| SUPPLIED MATERIAL |
//! User-supplied physical parameters and their validation.
//!
//! [`PhysicalParameters`] is the single input to a run. It is checked once
//! by [`validate()`](PhysicalParameters::validate) (called from
//! [`Discretization::derive`](crate::model::Discretization::derive)); after
//! that nothing in the engine re-validates ranges.

use crate::error::ParameterError;
use crate::schedule::ActiveWindow;
use crate::units::{m_to_mm, mm_to_m, ABSOLUTE_ZERO_C};

/// Thermistor positions a run carries, one per `t1..t3` log column.
pub const THERMISTOR_COUNT: usize = 3;

// ── PlatePoint ──────────────────────────────────────────────────

/// A position on the plate surface in millimetres, measured from the
/// origin corner along the length (x) and width (y) axes.
#[derive(Clone, Copy, Debug, PartialEq)]
pub struct PlatePoint {
    /// Distance along the plate length, in mm.
    pub x_mm: f64,
    /// Distance along the plate width, in mm.
    pub y_mm: f64,
}

impl PlatePoint {
    /// Create a point from millimetre coordinates.
    pub const fn new(x_mm: f64, y_mm: f64) -> Self {
        Self { x_mm, y_mm }
    }
}

// ── Geometry ────────────────────────────────────────────────────

/// Plate dimensions in metres.
#[derive(Clone, Debug, PartialEq)]
pub struct Geometry {
    /// Length along x, in m. The mesh resolution counts cells along this axis.
    pub length_m: f64,
    /// Width along y, in m.
    pub width_m: f64,
    /// Through-plane thickness, in m. Temperature is uniform through it.
    pub thickness_m: f64,
}

impl Geometry {
    /// Build a geometry from millimetre dimensions.
    pub fn from_mm(length_mm: f64, width_mm: f64, thickness_mm: f64) -> Self {
        Self {
            length_m: mm_to_m(length_mm),
            width_m: mm_to_m(width_mm),
            thickness_m: mm_to_m(thickness_mm),
        }
    }

    /// Whether `point` lies inside `[0, length] x [0, width]` (edges included).
    pub fn contains(&self, point: PlatePoint) -> bool {
        let (x, y) = (mm_to_m(point.x_mm), mm_to_m(point.y_mm));
        (0.0..=self.length_m).contains(&x) && (0.0..=self.width_m).contains(&y)
    }
}

// ── Material ────────────────────────────────────────────────────

/// Bulk material properties.
#[derive(Clone, Debug, PartialEq)]
pub struct Material {
    /// Thermal conductivity k, in W/(m·K).
    pub conductivity: f64,
    /// Density ρ, in kg/m³.
    pub density: f64,
    /// Specific heat capacity cp, in J/(kg·K).
    pub specific_heat: f64,
}

impl Material {
    /// Volumetric heat capacity ρ·cp, in J/(m³·K).
    pub fn volumetric_heat_capacity(&self) -> f64 {
        self.density * self.specific_heat
    }

    /// Thermal diffusivity α = k / (ρ·cp), in m²/s.
    pub fn diffusivity(&self) -> f64 {
        self.conductivity / self.volumetric_heat_capacity()
    }
}

// ── Convection ──────────────────────────────────────────────────

/// Lumped convective exchange with the surrounding air.
#[derive(Clone, Debug, PartialEq)]
pub struct Convection {
    /// Convection coefficient h, in W/(m²·K). Zero insulates every face.
    pub coefficient: f64,
    /// Ambient air temperature, in °C.
    pub ambient_c: f64,
}

// ── Sources ─────────────────────────────────────────────────────

/// Electrical drive of a resistive heater.
///
/// The delivered power is the drive current multiplied by an empirical
/// transfer coefficient. Both factors may carry a sign (the sign convention
/// of the drive electronics), only their product matters.
#[derive(Clone, Copy, Debug, PartialEq)]
pub struct HeaterDrive {
    /// Drive current, in A.
    pub current_a: f64,
    /// Power delivered per ampere of drive, in W/A.
    pub transfer_w_per_a: f64,
}

impl HeaterDrive {
    /// Power delivered to the plate, in W.
    pub fn magnitude(&self) -> f64 {
        self.current_a * self.transfer_w_per_a
    }
}

/// A point power source with its activity window.
#[derive(Clone, Debug, PartialEq)]
pub struct SourceDescriptor {
    /// Where the power is injected.
    pub position: PlatePoint,
    /// Injected power while active, in W.
    pub magnitude_w: f64,
    /// Simulated-time window during which the source is on.
    pub window: ActiveWindow,
}

impl SourceDescriptor {
    /// A source that is never active.
    pub fn inactive(position: PlatePoint) -> Self {
        Self {
            position,
            magnitude_w: 0.0,
            window: ActiveWindow::never(),
        }
    }

    /// A source whose power comes from a [`HeaterDrive`].
    pub fn driven(position: PlatePoint, drive: HeaterDrive, window: ActiveWindow) -> Self {
        Self {
            position,
            magnitude_w: drive.magnitude(),
            window,
        }
    }
}

// ── PhysicalParameters ──────────────────────────────────────────

/// Complete physical description of one simulation run.
#[derive(Clone, Debug, PartialEq)]
pub struct PhysicalParameters {
    /// Plate dimensions.
    pub geometry: Geometry,
    /// Plate material.
    pub material: Material,
    /// Convective exchange on every face.
    pub convection: Convection,
    /// Offset added to ambient for the initial plate temperature, in K.
    pub initial_offset_k: f64,
    /// Number of cells along the plate length.
    pub mesh_resolution: usize,
    /// Simulated duration of the run, in s.
    pub total_time_s: f64,
    /// Primary heat source.
    pub heater: SourceDescriptor,
    /// Independent disturbance source.
    pub perturbation: SourceDescriptor,
    /// Thermistor positions, in log-column order. Exactly
    /// [`THERMISTOR_COUNT`] of them.
    pub thermistors: Vec<PlatePoint>,
}

impl Default for PhysicalParameters {
    /// A 120 x 120 x 1.5 mm aluminium plate, heated at a quarter of its
    /// length for the whole run, with thermistors at the centre, at three
    /// quarters and near the far edge.
    fn default() -> Self {
        let total_time_s = 500.0;
        Self {
            geometry: Geometry::from_mm(120.0, 120.0, 1.5),
            material: Material {
                conductivity: 205.0,
                density: 2800.0,
                specific_heat: 890.0,
            },
            convection: Convection {
                coefficient: 7.0,
                ambient_c: 25.0,
            },
            initial_offset_k: 0.0,
            mesh_resolution: 60,
            total_time_s,
            heater: SourceDescriptor {
                position: PlatePoint::new(30.0, 60.0),
                magnitude_w: 1.17,
                window: ActiveWindow::new(0.0, total_time_s),
            },
            perturbation: SourceDescriptor::inactive(PlatePoint::new(90.0, 60.0)),
            thermistors: vec![
                PlatePoint::new(60.0, 60.0),
                PlatePoint::new(90.0, 90.0),
                PlatePoint::new(110.0, 60.0),
            ],
        }
    }
}

impl PhysicalParameters {
    /// Check every physical invariant.
    ///
    /// Runs in declaration order and reports the first violation.
    pub fn validate(&self) -> Result<(), ParameterError> {
        if self.mesh_resolution < 1 {
            return Err(ParameterError::MeshTooCoarse {
                resolution: self.mesh_resolution,
            });
        }

        let g = &self.geometry;
        positive("plate length", g.length_m)?;
        positive("plate width", g.width_m)?;
        positive("plate thickness", g.thickness_m)?;

        let m = &self.material;
        positive("thermal conductivity", m.conductivity)?;
        positive("density", m.density)?;
        positive("specific heat", m.specific_heat)?;

        non_negative("convection coefficient", self.convection.coefficient)?;
        non_negative("total time", self.total_time_s)?;

        finite("ambient temperature", self.convection.ambient_c)?;
        finite("initial temperature offset", self.initial_offset_k)?;
        above_absolute_zero("ambient temperature", self.convection.ambient_c)?;
        above_absolute_zero(
            "initial plate temperature",
            self.convection.ambient_c + self.initial_offset_k,
        )?;

        finite("heater magnitude", self.heater.magnitude_w)?;
        finite("perturbation magnitude", self.perturbation.magnitude_w)?;
        non_negative("perturbation magnitude", self.perturbation.magnitude_w)?;

        self.check_window("heater", &self.heater.window)?;
        self.check_window("perturbation", &self.perturbation.window)?;

        self.check_inside("heater".to_string(), self.heater.position)?;
        self.check_inside("perturbation".to_string(), self.perturbation.position)?;
        if self.thermistors.len() != THERMISTOR_COUNT {
            return Err(ParameterError::ThermistorCount {
                configured: self.thermistors.len(),
                required: THERMISTOR_COUNT,
            });
        }
        for (i, &point) in self.thermistors.iter().enumerate() {
            self.check_inside(format!("thermistor t{}", i + 1), point)?;
        }

        Ok(())
    }

    fn check_window(
        &self,
        source: &'static str,
        window: &ActiveWindow,
    ) -> Result<(), ParameterError> {
        let total_time = self.total_time_s;
        let ordered = window.start_s >= 0.0
            && window.start_s <= window.stop_s
            && window.stop_s <= total_time;
        if ordered {
            Ok(())
        } else {
            Err(ParameterError::InvalidWindow {
                source,
                start: window.start_s,
                stop: window.stop_s,
                total_time,
            })
        }
    }

    fn check_inside(&self, item: String, position: PlatePoint) -> Result<(), ParameterError> {
        if self.geometry.contains(position) {
            Ok(())
        } else {
            Err(ParameterError::OutsidePlate {
                item,
                position,
                length_mm: m_to_mm(self.geometry.length_m),
                width_mm: m_to_mm(self.geometry.width_m),
            })
        }
    }
}

fn finite(quantity: &'static str, value: f64) -> Result<(), ParameterError> {
    if value.is_finite() {
        Ok(())
    } else {
        Err(ParameterError::NonFinite { quantity, value })
    }
}

fn positive(quantity: &'static str, value: f64) -> Result<(), ParameterError> {
    finite(quantity, value)?;
    if value > 0.0 {
        Ok(())
    } else {
        Err(ParameterError::NonPositive { quantity, value })
    }
}

fn non_negative(quantity: &'static str, value: f64) -> Result<(), ParameterError> {
    finite(quantity, value)?;
    if value >= 0.0 {
        Ok(())
    } else {
        Err(ParameterError::Negative { quantity, value })
    }
}

fn above_absolute_zero(quantity: &'static str, celsius: f64) -> Result<(), ParameterError> {
    if celsius >= ABSOLUTE_ZERO_C {
        Ok(())
    } else {
        Err(ParameterError::BelowAbsoluteZero { quantity, celsius })
    }
}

| WHAT YOU WILL DO |
Reprint the data above from the opening line to the line holding "from millimetre coordinates.", inclusive, and nothing else.

| WRITTEN SOLUTION |
//! User-supplied physical parameters and their validation.
//!
//! [`PhysicalParameters`] is the single input to a run. It is checked once
//! by [`validate()`](PhysicalParameters::validate) (called from
//! [`Discretization::derive`](crate::model::Discretization::derive)); after
//! that nothing in the engine re-validates ranges.

use crate::error::ParameterError;
use crate::schedule::ActiveWindow;
use crate::units::{m_to_mm, mm_to_m, ABSOLUTE_ZERO_C};

/// Thermistor positions a run carries, one per `t1..t3` log column.
pub const THERMISTOR_COUNT: usize = 3;

// ── PlatePoint ──────────────────────────────────────────────────

/// A position on the plate surface in millimetres, measured from the
/// origin corner along the length (x) and width (y) axes.
#[derive(Clone, Copy, Debug, PartialEq)]
pub struct PlatePoint {
    /// Distance along the plate length, in mm.
    pub x_mm: f64,
    /// Distance along the plate width, in mm.
    pub y_mm: f64,
}

impl PlatePoint {
    /// Create a point from millimetre coordinates.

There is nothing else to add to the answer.